The paper ends with an illustration of this behaviour in a ‘real’ flow setting (here flow past a triangular corner region driven by a moving plate; they also illustrate the case of flow past a rectangular opening in an appendix, showing that the same theory can be applied in that case). They find excellent agreement with their theoretical predictions. This comparison nicely demonstrates how one might apply this idealised theory for corner flow to other settings involving flow past any sort of corner or ‘backwater’ region, and thus determine the extent of any stagnant clog that will form in that region.
3. The future
Viscoplastic flow past a corner is a fairly generic scenario, and the question of what controls the extent of any clogged plug that forms there is a natural one. This study goes some way to answer that, at least in cases where the corner is sufficiently deep. A natural question to ask is what happens in cases where the corner is not deep enough to contain the Newtonian solution at all, such that either the rigid corner plug or the rotating viscoplastic eddy reach out to the external flow. While there may be some quantitative differences in such cases, the general approaches of this paper should allow for a way of tackling such problems as well.

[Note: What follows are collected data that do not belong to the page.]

use dioxus::prelude::*;

use crate::client::components::ProtectedLayout;
use crate::client::routes::{Appointments, Auth, Dashboard, Inventory, NotFound, Patients};

#[derive(Debug, Clone, Routable, PartialEq)]
#[rustfmt::skip]
pub enum Route {
    #[redirect("/", || Route::Dashboard {})]

    #[route("/auth")]
    Auth {},

    #[layout(ProtectedLayout)]

    #[route("/dashboard")]
    Dashboard {},

    #[route("/pacientes")]
    Patients {},

    #[route("/citas")]
    Appointments {},

    #[route("/inventario")]
    Inventory {},

    #[end_layout]

    #[route("/:..segments")]
    NotFound { segments: Vec<String> },
}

The degree to which the qualitative construction outlined here – a clogged corner region bounded by a rotating viscoplastic plug – carries over into different three-dimensional geometries is not obvious, and exploration of this problem would certainly be an interesting extension. The role of inertia on these corner flows would also be worth exploring, since decaying inertial forces in the corner could disrupt the flow and affect the extent of the corner plug. This is presumably an important question in cleaning or batch processing applications where strategies for disturbing clogged corners are desired.

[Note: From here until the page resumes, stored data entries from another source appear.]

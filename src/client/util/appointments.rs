use dioxus_logger::tracing;
use thiserror::Error as ThisError;

use crate::model::appointment::{
    Appointment, AppointmentPayload, AppointmentPet, AppointmentStatus, InvalidTransition,
    StatusPatch,
};
use crate::model::staff::StaffProfile;
use crate::supabase::{Client, Error, Order};

/// Loads every appointment with its pet (and the pet's owner) embedded,
/// earliest first, then resolves veterinarian names from `profiles` with one
/// `in` query. A failed name lookup degrades to ids without names.
pub async fn fetch_appointments(client: &Client) -> Result<Vec<Appointment>, Error> {
    let mut appointments: Vec<Appointment> = client
        .from("appointments")
        .select("*,pets(id,name,species,breed,owners(full_name,phone))")
        .order("appointment_date", Order::Ascending)
        .fetch()
        .await?;

    let mut vet_ids: Vec<String> = appointments
        .iter()
        .filter_map(|a| a.veterinarian_id.clone())
        .collect();
    vet_ids.sort();
    vet_ids.dedup();

    if !vet_ids.is_empty() {
        match client
            .from("profiles")
            .select("id,full_name")
            .in_list("id", &vet_ids)
            .fetch::<StaffProfile>()
            .await
        {
            Ok(profiles) => {
                for appointment in &mut appointments {
                    if let Some(vet_id) = &appointment.veterinarian_id {
                        appointment.veterinarian_name = profiles
                            .iter()
                            .find(|profile| &profile.id == vet_id)
                            .map(|profile| profile.full_name.clone());
                    }
                }
            }
            Err(err) => tracing::debug!("failed to resolve veterinarian names: {err}"),
        }
    }

    Ok(appointments)
}

/// Active pets for the appointment form picker.
pub async fn fetch_active_pets(client: &Client) -> Result<Vec<AppointmentPet>, Error> {
    client
        .from("pets")
        .select("id,name,species,breed,owners(full_name,phone)")
        .eq("active", true)
        .order("name", Order::Ascending)
        .fetch()
        .await
}

pub async fn create_appointment(
    client: &Client,
    payload: &AppointmentPayload,
) -> Result<(), Error> {
    client.from("appointments").insert(payload).await
}

pub async fn update_appointment(
    client: &Client,
    id: &str,
    payload: &AppointmentPayload,
) -> Result<(), Error> {
    client.from("appointments").eq("id", id).update(payload).await
}

pub async fn delete_appointment(client: &Client, id: &str) -> Result<(), Error> {
    client.from("appointments").eq("id", id).delete().await
}

/// A rejected or failed status change.
#[derive(Debug, ThisError)]
pub enum StatusChangeError {
    #[error(transparent)]
    Invalid(#[from] InvalidTransition),
    #[error(transparent)]
    Backend(#[from] Error),
}

/// Moves an appointment to `next`, validating the transition at the write
/// boundary: an illegal change is rejected before any request is issued.
pub async fn transition_appointment(
    client: &Client,
    appointment: &Appointment,
    next: AppointmentStatus,
    now: chrono::DateTime<chrono::Utc>,
) -> Result<(), StatusChangeError> {
    if !appointment.status.can_transition_to(next) {
        return Err(InvalidTransition {
            from: appointment.status,
            to: next,
        }
        .into());
    }

    client
        .from("appointments")
        .eq("id", &appointment.id)
        .update(&StatusPatch {
            status: next,
            updated_at: now,
        })
        .await?;
    Ok(())
}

Finally, the rheology of the material could affect the behaviour of the corner flow. The critical wedge angle for the formation of eddies, for example, varies with the power-law index of the fluid (Henriksen & Hassager Reference Henriksen and Hassager1989; Meyer & Creyts Reference Meyer and Creyts2017). This feature is presumably echoed by viscoplastic models with a power-law viscous behaviour (as in the Herschel–Bulkley law), although it seems unlikely that there would be substantive differences in the extent of the plugged-up corner, which is predominantly controlled by the yield stress of the material. More involved rheological models that include time dependence or elastic forces, on the other hand, could result in a disrupted plug structure and more complex dynamics.
Declaration of interests
The authors report no conflict of interest.